La sinistra radicale è in crisi precisamente perché si lascia sfuggire economisti dello spessore di Alberto Bagnai. Non sembra che, peraltro, presti grande ascolto a voci ben ferme a sinistra come Antonella Stirati, Massimo D’Antoni, Vladimiro Giacché o Sergio Cesaratto, si parva licet. Naturalmente la crisi della sinistra ha radici profondissime che io vedo nel fallimento del socialismo reale e nel conseguente scatenamento del capitalismo globale. Quest’ultimo ha comportato sia il decentramento del capitale in zone periferiche, ma anche l’incremento dei flussi migratori. Questi fenomeni hanno comportato un enorme allargamento dell’esercito industriale di riserva a livello globale che ha annichilito la forza contrattuale del movimento operaio. La socialdemocrazia, a sua volta, non ha saputo o voluto opporsi. Ripartire è drammaticamente difficile. Serve uno sforzo intellettuale formidabile. Non ne vedo segni, o ne vedo di opposti, come nel manifesto delle “sardine”. Ma tutti noi, economisti di sinistra, saremmo felicissimi di aprire un dialogo con questo movimento. Dalla mia esperienza universitaria ho però l’impressione che con i giovani cosmopoliti ed europeisti non ci sia grande dialogo, molto più facile aprirlo con giovani più semplici, che magari non han fatto mai politica e non sono andati in Erasmus, ma che scoprono un mondo ascoltando le mie lezioni o studiando le “Sei lezioni” (e mi ringraziano). Le “sardine” appaiono come una aspirante élite, come quest’ultima disturbata dal populismo, dalla rabbia del popolo vero a cui guardano con disprezzo e che lasciano così alla destra. Se non è così, la mia mail è pubblica.

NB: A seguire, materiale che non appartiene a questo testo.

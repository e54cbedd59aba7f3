//! Circular hit-box shared by obstacles and the pursuer
//!
//! Only the hit-box takes part in overlap and bounds tests; sprite boxes are
//! carried separately as rendering hints.

use glam::Vec2;
use serde::{Deserialize, Serialize};

/// A circle in arena space (y grows downward)
#[derive(Debug, Clone, Copy, PartialEq, Serialize, Deserialize)]
pub struct Circle {
    pub center: Vec2,
    /// Fixed after construction
    pub radius: f32,
}

impl Circle {
    pub fn new(center: Vec2, radius: f32) -> Self {
        debug_assert!(radius > 0.0, "circle radius must be positive");
        Self { center, radius }
    }

    /// Euclidean distance between centers
    #[inline]
    pub fn distance_to(&self, other: &Circle) -> f32 {
        (other.center - self.center).length()
    }

    /// Top-left corner of the axis-aligned bounding box
    #[inline]
    pub fn min(&self) -> Vec2 {
        self.center - Vec2::splat(self.radius)
    }

    /// Bottom-right corner of the axis-aligned bounding box
    #[inline]
    pub fn max(&self) -> Vec2 {
        self.center + Vec2::splat(self.radius)
    }
}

Si può dedurre che ‘ci’ diventerà sovranista anche lei?

Cosa intende dire? Che essere per il proprio Paese è un valore di destra?

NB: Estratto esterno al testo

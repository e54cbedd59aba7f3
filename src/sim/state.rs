//! World state
//!
//! Everything a host needs to reproduce a session lives here: the config,
//! the seed the field was placed with, and the mutable pursuer/pointer state.

use rand::SeedableRng;
use rand_pcg::Pcg32;
use serde::{Deserialize, Serialize};

use super::arena::Arena;
use super::field::{ObstacleField, PlacementRules};
use super::pointer::Pointer;
use super::pursuer::Pursuer;
use crate::config::Config;

/// RNG state wrapper for serialization
#[derive(Debug, Clone, Serialize, Deserialize)]
pub struct RngState {
    pub seed: u64,
}

impl RngState {
    pub fn new(seed: u64) -> Self {
        Self { seed }
    }

    pub fn to_rng(&self) -> Pcg32 {
        Pcg32::seed_from_u64(self.seed)
    }
}

/// Complete session state (deterministic, serializable)
#[derive(Debug, Clone, Serialize, Deserialize)]
pub struct World {
    pub config: Config,
    /// Seed the current field was placed with
    pub rng_state: RngState,
    pub arena: Arena,
    pub field: ObstacleField,
    pub pursuer: Pursuer,
    pub pointer: Pointer,
    /// Simulation tick counter
    pub time_ticks: u64,
}

impl World {
    /// Build the arena, place the obstacles and spawn the pursuer at the midpoint
    pub fn new(config: Config, seed: u64) -> Self {
        let arena = Arena::new(config.arena_width, config.arena_height, config.top_margin);
        let rng_state = RngState::new(seed);
        let field = place_field(&arena, &config, &rng_state);
        let pursuer = Pursuer::new(
            arena.center(),
            config.pursuer_radius,
            config.pursuer_speed_cap,
            config.arrival,
        );
        log::info!(
            "World {}x{} seeded {}: {} obstacles ({})",
            arena.width,
            arena.height,
            seed,
            field.len(),
            config.preset.as_str()
        );

        Self {
            config,
            rng_state,
            arena,
            pointer: Pointer::new(arena.center()),
            field,
            pursuer,
            time_ticks: 0,
        }
    }

    /// Re-place the field with a new seed and return the pursuer to the midpoint
    pub fn restart(&mut self, seed: u64) {
        self.rng_state = RngState::new(seed);
        self.field = place_field(&self.arena, &self.config, &self.rng_state);
        self.pursuer.reset(self.arena.center());
        self.pointer = Pointer::new(self.arena.center());
        self.time_ticks = 0;
        log::info!("World restarted with seed {}", seed);
    }

    pub fn seed(&self) -> u64 {
        self.rng_state.seed
    }
}

fn place_field(arena: &Arena, config: &Config, rng_state: &RngState) -> ObstacleField {
    let rules = PlacementRules::from_config(config);
    let mut rng = rng_state.to_rng();
    ObstacleField::populate(arena, &rules, &mut rng)
}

Fonte: Sergio Cesaratto, Sei lezioni di economia – Conoscenze necessarie per capire la crisi più lunga (e come uscirne), 2da edizione, Diarkos, Reggio Emilia, 2019.

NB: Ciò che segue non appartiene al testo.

//! Obstacle field and rejection-sampling placement
//!
//! Candidates are drawn uniformly over the arena and kept only if they clear
//! every accepted obstacle and the arena bounds. Placement stops once the
//! target count is reached or the attempt budget runs out, whichever comes
//! first; an under-filled field is a normal outcome.

use glam::Vec2;
use rand::Rng;
use serde::{Deserialize, Serialize};

use super::arena::{Arena, Margins};
use super::circle::Circle;
use super::collision::first_overlap;
use crate::config::Config;

/// Sprite box drawn around an obstacle (rendering hint only)
#[derive(Debug, Clone, Copy, PartialEq, Serialize, Deserialize)]
pub struct SpriteBox {
    pub width: f32,
    pub height: f32,
    /// How far the sprite sits above the hit-box center
    pub vertical_bias: f32,
}

impl SpriteBox {
    /// Top-left corner of the sprite for a hit-box centered at `center`
    #[inline]
    pub fn offset_for(&self, center: Vec2) -> Vec2 {
        center - Vec2::new(self.width * 0.5, self.height * 0.5 + self.vertical_bias)
    }
}

/// A static obstacle
#[derive(Debug, Clone, Copy, PartialEq, Serialize, Deserialize)]
pub struct Obstacle {
    pub hitbox: Circle,
    /// Top-left corner of the sprite box
    pub sprite_offset: Vec2,
}

impl Obstacle {
    pub fn new(center: Vec2, radius: f32, sprite: &SpriteBox) -> Self {
        Self {
            hitbox: Circle::new(center, radius),
            sprite_offset: sprite.offset_for(center),
        }
    }

    #[inline]
    pub fn center(&self) -> Vec2 {
        self.hitbox.center
    }

    #[inline]
    pub fn radius(&self) -> f32 {
        self.hitbox.radius
    }

    #[inline]
    pub fn distance_to(&self, other: &Obstacle) -> f32 {
        self.hitbox.distance_to(&other.hitbox)
    }
}

/// Parameters for one placement run
#[derive(Debug, Clone, PartialEq)]
pub struct PlacementRules {
    pub target_count: usize,
    pub radius: f32,
    /// Extra gap required between hit-boxes
    pub buffer: f32,
    pub max_attempts: u32,
    /// Edge and margin rejection on/off
    pub bounds_checks: bool,
    /// Vertical clearance in multiples of `radius`
    pub vertical_margin_factor: f32,
    pub sprite: SpriteBox,
}

impl PlacementRules {
    pub fn from_config(config: &Config) -> Self {
        Self {
            target_count: config.obstacle_count,
            radius: config.obstacle_radius,
            buffer: config.separation_buffer,
            max_attempts: config.max_placement_attempts,
            bounds_checks: config.bounds_checks,
            vertical_margin_factor: config.vertical_margin_factor,
            sprite: SpriteBox {
                width: config.sprite_width,
                height: config.sprite_height,
                vertical_bias: config.sprite_vertical_bias,
            },
        }
    }

    /// Margins that turn the edge rules into one containment query.
    ///
    /// Horizontally the sprite box must stay inside the arena. Vertically the
    /// center must sit at least `factor * radius` below the top margin and
    /// above the bottom edge.
    pub fn bounds_margins(&self, arena: &Arena) -> Margins {
        let half_sprite = self.sprite.width * 0.5 - self.radius;
        let vertical = (self.vertical_margin_factor - 1.0) * self.radius;
        Margins {
            left: half_sprite,
            right: half_sprite,
            top: arena.top_margin + vertical,
            bottom: vertical,
        }
    }
}

/// Why a candidate was turned down
#[derive(Debug, Clone, Copy, PartialEq, Eq)]
pub enum Rejection {
    Overlap,
    OutOfBounds,
}

/// The accepted obstacles, in acceptance order
#[derive(Debug, Clone, Default, Serialize, Deserialize)]
pub struct ObstacleField {
    pub obstacles: Vec<Obstacle>,
    /// Candidates drawn during placement
    pub attempts: u32,
    /// Count that was asked for
    pub target_count: usize,
}

impl ObstacleField {
    /// Run placement against `arena` using `rng` as the only source of randomness
    pub fn populate<R: Rng>(arena: &Arena, rules: &PlacementRules, rng: &mut R) -> Self {
        let mut field = Self {
            obstacles: Vec::with_capacity(rules.target_count),
            attempts: 0,
            target_count: rules.target_count,
        };
        let margins = rules.bounds_margins(arena);
        let mut overlaps = 0u32;
        let mut out_of_bounds = 0u32;

        while field.obstacles.len() < rules.target_count && field.attempts < rules.max_attempts {
            let center = Vec2::new(
                rng.random_range(0.0..arena.width),
                rng.random_range(0.0..arena.height),
            );
            let candidate = Obstacle::new(center, rules.radius, &rules.sprite);

            match field.check(&candidate, arena, rules, margins) {
                Ok(()) => field.obstacles.push(candidate),
                Err(Rejection::Overlap) => overlaps += 1,
                Err(Rejection::OutOfBounds) => out_of_bounds += 1,
            }
            field.attempts += 1;
        }

        log::debug!(
            "Placement rejected {} overlapping and {} out-of-bounds candidates",
            overlaps,
            out_of_bounds
        );
        if field.is_complete() {
            log::info!(
                "Placed {} obstacles in {} attempts",
                field.obstacles.len(),
                field.attempts
            );
        } else {
            log::warn!(
                "Placed {}/{} obstacles before the {} attempt budget ran out",
                field.obstacles.len(),
                rules.target_count,
                rules.max_attempts
            );
        }

        field
    }

    /// Test a candidate against the accepted obstacles and the arena bounds
    fn check(
        &self,
        candidate: &Obstacle,
        arena: &Arena,
        rules: &PlacementRules,
        margins: Margins,
    ) -> Result<(), Rejection> {
        let accepted = self.obstacles.iter().map(|o| &o.hitbox);
        if first_overlap(&candidate.hitbox, accepted, rules.buffer).is_some() {
            return Err(Rejection::Overlap);
        }
        if rules.bounds_checks && !arena.contains_with(&candidate.hitbox, margins) {
            return Err(Rejection::OutOfBounds);
        }
        Ok(())
    }

    pub fn len(&self) -> usize {
        self.obstacles.len()
    }

    pub fn is_empty(&self) -> bool {
        self.obstacles.is_empty()
    }

    /// Whether placement reached the requested count
    pub fn is_complete(&self) -> bool {
        self.obstacles.len() == self.target_count
    }

    pub fn iter(&self) -> impl Iterator<Item = &Obstacle> {
        self.obstacles.iter()
    }
}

Sergio Cesaratto insegna Politica monetaria e fiscale europea ed Economia internazionale presso l’Università di Siena. E’ uno dei più noti economisti “eterodossi” internazionali. Si è occupato fra l’altro di crescita economica, pensioni, innovazione e, ultimamente, della relazione fra teoria del sovrappiù, Polanyi e archeologia e antropologia economica. I suoi contributi sono stati pubblicati dalle principali riviste scientifiche eterodosse internazionali. Ѐ uno dei più noti partecipanti al dibattito pubblico italiano ed europeo sul tema della crisi dell’eurozona.